Document Parsers in SharePoint (1 of 4): Overview

Now that I’ve talked about the built-in XML parser, and how you can use it to promote and demote document properties for XML files, you might be thinking: what about custom files types that aren’t XML? What if I’ve got proprietary binary file types from which I want to promote and demote properties to the SharePoint list?

We’ve got you covered there as well.

For the next four entries, I’m going to go over in detail how to construct and register a custom parser that enables you to promote and demote properties between your custom file types and Windows SharePoint Services.

This information will get rolled into the next update of the WSS SDK, so consider this a preview if case you want to work with the parser framework right now.

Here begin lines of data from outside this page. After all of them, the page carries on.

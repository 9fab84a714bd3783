// Copyright 2018-2023 the Deno authors. All rights reserved. MIT license.

use std::cmp::Ordering;
use std::fmt;

use deno_error::JsError;
use serde::Deserialize;
use serde::Serialize;
use thiserror::Error;

#[derive(Error, Debug, Clone, JsError, PartialEq, Eq)]
pub enum IntervalError {
  #[class(type)]
  #[error(
    "Left value must not be null when left boundary does not ignore the boundary value"
  )]
  MissingLeftValue,
  #[class(type)]
  #[error(
    "Right value must not be null when right boundary does not ignore the boundary value"
  )]
  MissingRightValue,
  #[class(type)]
  #[error("Invalid interval: left value is greater than right value")]
  LeftGreaterThanRight,
  #[class(type)]
  #[error(
    "Invalid interval: point interval requires both boundaries to be closed"
  )]
  OpenPointInterval,
  #[class(type)]
  #[error("Intervals do not overlap")]
  NoOverlap,
}

#[derive(
  Debug, Clone, Copy, PartialEq, Eq, Hash, Serialize, Deserialize,
)]
#[serde(rename_all = "kebab-case")]
pub enum IntervalBoundary {
  /// Excludes the boundary value.
  Open,
  /// Includes the boundary value.
  Closed,
  /// No constraint on this side. Any value is dropped.
  Unbounded,
}

/// An interval over any total order.
///
/// Construction validates that bounded sides carry a value, that the left
/// value does not exceed the right one, and that a point interval is closed
/// on both sides, so an `Interval` is never empty.
///
/// Methods come in two flavors: the plain ones use the natural order of
/// `T: Ord`, and the `*_by` ones take the comparison to use. Versions only
/// have the latter (see [`crate::VersionInterval`]).
#[derive(Debug, Clone, PartialEq, Eq, Hash, Serialize)]
#[serde(rename_all = "kebab-case")]
pub struct Interval<T> {
  left_boundary: IntervalBoundary,
  left_value: Option<T>,
  right_boundary: IntervalBoundary,
  right_value: Option<T>,
}

impl<T> Interval<T> {
  pub fn new_by(
    left_boundary: IntervalBoundary,
    left_value: Option<T>,
    right_boundary: IntervalBoundary,
    right_value: Option<T>,
    cmp: impl Fn(&T, &T) -> Ordering,
  ) -> Result<Self, IntervalError> {
    let left_value = match left_boundary {
      IntervalBoundary::Unbounded => None,
      _ => Some(left_value.ok_or(IntervalError::MissingLeftValue)?),
    };
    let right_value = match right_boundary {
      IntervalBoundary::Unbounded => None,
      _ => Some(right_value.ok_or(IntervalError::MissingRightValue)?),
    };
    if let (Some(left), Some(right)) = (&left_value, &right_value) {
      match cmp(left, right) {
        Ordering::Greater => return Err(IntervalError::LeftGreaterThanRight),
        Ordering::Equal
          if left_boundary != IntervalBoundary::Closed
            || right_boundary != IntervalBoundary::Closed =>
        {
          return Err(IntervalError::OpenPointInterval);
        }
        _ => {}
      }
    }
    Ok(Self {
      left_boundary,
      left_value,
      right_boundary,
      right_value,
    })
  }

  /// The interval containing every value, `(*, *)`.
  pub fn unbounded() -> Self {
    Self {
      left_boundary: IntervalBoundary::Unbounded,
      left_value: None,
      right_boundary: IntervalBoundary::Unbounded,
      right_value: None,
    }
  }

  /// The interval containing only `value`, `[value, value]`.
  pub fn point(value: T) -> Self
  where
    T: Clone,
  {
    Self {
      left_boundary: IntervalBoundary::Closed,
      left_value: Some(value.clone()),
      right_boundary: IntervalBoundary::Closed,
      right_value: Some(value),
    }
  }

  pub fn left_boundary(&self) -> IntervalBoundary {
    self.left_boundary
  }

  pub fn left_value(&self) -> Option<&T> {
    self.left_value.as_ref()
  }

  pub fn right_boundary(&self) -> IntervalBoundary {
    self.right_boundary
  }

  pub fn right_value(&self) -> Option<&T> {
    self.right_value.as_ref()
  }

  pub fn is_left_unbounded(&self) -> bool {
    self.left_boundary == IntervalBoundary::Unbounded
  }

  pub fn is_right_unbounded(&self) -> bool {
    self.right_boundary == IntervalBoundary::Unbounded
  }

  pub fn contains_by(
    &self,
    value: &T,
    cmp: impl Fn(&T, &T) -> Ordering,
  ) -> bool {
    if let Some(left) = &self.left_value {
      match cmp(value, left) {
        Ordering::Less => return false,
        Ordering::Equal if self.left_boundary == IntervalBoundary::Open => {
          return false
        }
        _ => {}
      }
    }
    if let Some(right) = &self.right_value {
      match cmp(value, right) {
        Ordering::Greater => return false,
        Ordering::Equal if self.right_boundary == IntervalBoundary::Open => {
          return false
        }
        _ => {}
      }
    }
    true
  }

  /// Gets if at least one value lies in the interval under `cmp`.
  ///
  /// Always true for an interval validated with the same order, but an
  /// interval built under one order may be empty under another.
  pub fn is_satisfiable_by(&self, cmp: impl Fn(&T, &T) -> Ordering) -> bool {
    match (&self.left_value, &self.right_value) {
      (Some(left), Some(right)) => match cmp(left, right) {
        Ordering::Less => true,
        Ordering::Equal => {
          self.left_boundary == IntervalBoundary::Closed
            && self.right_boundary == IntervalBoundary::Closed
        }
        Ordering::Greater => false,
      },
      _ => true,
    }
  }

  /// The intersection, or `None` when the intervals share no value.
  pub fn try_intersect_by(
    &self,
    other: &Self,
    cmp: impl Fn(&T, &T) -> Ordering,
  ) -> Option<Self>
  where
    T: Clone,
  {
    let (left_boundary, left_value) = tighter_side(
      (self.left_boundary, &self.left_value),
      (other.left_boundary, &other.left_value),
      Ordering::Greater,
      &cmp,
    );
    let (right_boundary, right_value) = tighter_side(
      (self.right_boundary, &self.right_value),
      (other.right_boundary, &other.right_value),
      Ordering::Less,
      &cmp,
    );
    Self::new_by(
      left_boundary,
      left_value.cloned(),
      right_boundary,
      right_value.cloned(),
      cmp,
    )
    .ok()
  }

  pub fn intersect_by(
    &self,
    other: &Self,
    cmp: impl Fn(&T, &T) -> Ordering,
  ) -> Result<Self, IntervalError>
  where
    T: Clone,
  {
    self
      .try_intersect_by(other, cmp)
      .ok_or(IntervalError::NoOverlap)
  }

  pub fn overlaps_by(
    &self,
    other: &Self,
    cmp: impl Fn(&T, &T) -> Ordering,
  ) -> bool
  where
    T: Clone,
  {
    self.try_intersect_by(other, cmp).is_some()
  }

  /// Orders by left endpoint, then by right endpoint.
  ///
  /// An unbounded left sorts first and an unbounded right sorts last. At
  /// equal left values a closed boundary sorts first, while at equal right
  /// values a closed boundary sorts last.
  pub fn compare_by(
    &self,
    other: &Self,
    cmp: impl Fn(&T, &T) -> Ordering,
  ) -> Ordering {
    let left = match (&self.left_value, &other.left_value) {
      (None, None) => Ordering::Equal,
      (None, Some(_)) => Ordering::Less,
      (Some(_), None) => Ordering::Greater,
      (Some(a), Some(b)) => cmp(a, b).then_with(|| {
        closed_first(self.left_boundary, other.left_boundary)
      }),
    };
    left.then_with(|| match (&self.right_value, &other.right_value) {
      (None, None) => Ordering::Equal,
      (None, Some(_)) => Ordering::Greater,
      (Some(_), None) => Ordering::Less,
      (Some(a), Some(b)) => cmp(a, b).then_with(|| {
        closed_first(self.right_boundary, other.right_boundary).reverse()
      }),
    })
  }

  /// Gets if every value of this interval lies before every value of the
  /// other one. Intervals that touch at an excluded value count as apart.
  pub fn is_strictly_before_by(
    &self,
    other: &Self,
    cmp: impl Fn(&T, &T) -> Ordering,
  ) -> bool {
    let (Some(right), Some(left)) = (&self.right_value, &other.left_value)
    else {
      return false;
    };
    match cmp(right, left) {
      Ordering::Less => true,
      Ordering::Equal => {
        self.right_boundary == IntervalBoundary::Open
          || other.left_boundary == IntervalBoundary::Open
      }
      Ordering::Greater => false,
    }
  }
}

/// Picks the side that constrains more. `prefer` is the ordering of a
/// value that wins, `Greater` for left sides and `Less` for right sides.
fn tighter_side<'a, T>(
  a: (IntervalBoundary, &'a Option<T>),
  b: (IntervalBoundary, &'a Option<T>),
  prefer: Ordering,
  cmp: &impl Fn(&T, &T) -> Ordering,
) -> (IntervalBoundary, Option<&'a T>) {
  match (a.1, b.1) {
    (None, None) => (IntervalBoundary::Unbounded, None),
    (Some(value), None) => (a.0, Some(value)),
    (None, Some(value)) => (b.0, Some(value)),
    (Some(a_value), Some(b_value)) => {
      let ordering = cmp(a_value, b_value);
      if ordering == prefer {
        (a.0, Some(a_value))
      } else if ordering == Ordering::Equal {
        let boundary = if a.0 == IntervalBoundary::Closed
          && b.0 == IntervalBoundary::Closed
        {
          IntervalBoundary::Closed
        } else {
          IntervalBoundary::Open
        };
        (boundary, Some(a_value))
      } else {
        (b.0, Some(b_value))
      }
    }
  }
}

fn closed_first(a: IntervalBoundary, b: IntervalBoundary) -> Ordering {
  fn rank(boundary: IntervalBoundary) -> u8 {
    match boundary {
      IntervalBoundary::Closed => 0,
      IntervalBoundary::Open | IntervalBoundary::Unbounded => 1,
    }
  }
  rank(a).cmp(&rank(b))
}

impl<T: Ord> Interval<T> {
  pub fn new(
    left_boundary: IntervalBoundary,
    left_value: Option<T>,
    right_boundary: IntervalBoundary,
    right_value: Option<T>,
  ) -> Result<Self, IntervalError> {
    Self::new_by(
      left_boundary,
      left_value,
      right_boundary,
      right_value,
      T::cmp,
    )
  }

  /// `[left, right]`
  pub fn closed(left: T, right: T) -> Result<Self, IntervalError> {
    Self::new(
      IntervalBoundary::Closed,
      Some(left),
      IntervalBoundary::Closed,
      Some(right),
    )
  }

  /// `(left, right)`
  pub fn open(left: T, right: T) -> Result<Self, IntervalError> {
    Self::new(
      IntervalBoundary::Open,
      Some(left),
      IntervalBoundary::Open,
      Some(right),
    )
  }

  pub fn contains(&self, value: &T) -> bool {
    self.contains_by(value, T::cmp)
  }

  pub fn is_satisfiable(&self) -> bool {
    self.is_satisfiable_by(T::cmp)
  }

  pub fn is_strictly_before(&self, other: &Self) -> bool {
    self.is_strictly_before_by(other, T::cmp)
  }
}

impl<T: Ord + Clone> Interval<T> {
  pub fn try_intersect(&self, other: &Self) -> Option<Self> {
    self.try_intersect_by(other, T::cmp)
  }

  pub fn intersect(&self, other: &Self) -> Result<Self, IntervalError> {
    self.intersect_by(other, T::cmp)
  }

  pub fn overlaps(&self, other: &Self) -> bool {
    self.overlaps_by(other, T::cmp)
  }
}

impl<T: Ord> PartialOrd for Interval<T> {
  fn partial_cmp(&self, other: &Self) -> Option<Ordering> {
    Some(self.cmp(other))
  }
}

impl<T: Ord> Ord for Interval<T> {
  fn cmp(&self, other: &Self) -> Ordering {
    self.compare_by(other, T::cmp)
  }
}

impl<T: fmt::Display> fmt::Display for Interval<T> {
  fn fmt(&self, f: &mut fmt::Formatter<'_>) -> fmt::Result {
    match (self.left_boundary, &self.left_value) {
      (IntervalBoundary::Closed, Some(value)) => write!(f, "[{value}")?,
      (IntervalBoundary::Open, Some(value)) => write!(f, "({value}")?,
      _ => write!(f, "(*")?,
    }
    write!(f, ", ")?;
    match (self.right_boundary, &self.right_value) {
      (IntervalBoundary::Closed, Some(value)) => write!(f, "{value}]"),
      (IntervalBoundary::Open, Some(value)) => write!(f, "{value})"),
      _ => write!(f, "*)"),
    }
  }
}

Custom Document Parser Overview

Managing the metadata associated with your document is one of the most powerful advantages of storing your enterprise content in WSS. However, keeping that information in synch between the document library level and in the document itself is a challenge. WSS provides the document parser infrastructure, which enables you to create and install custom document parsers that can parse your custom file types and update a document for changes made at the document library level, and vice versa. Using a document parser for your custom file types helps ensure that your document metadata is always up-to-date and synchronized between the document library and the document itself.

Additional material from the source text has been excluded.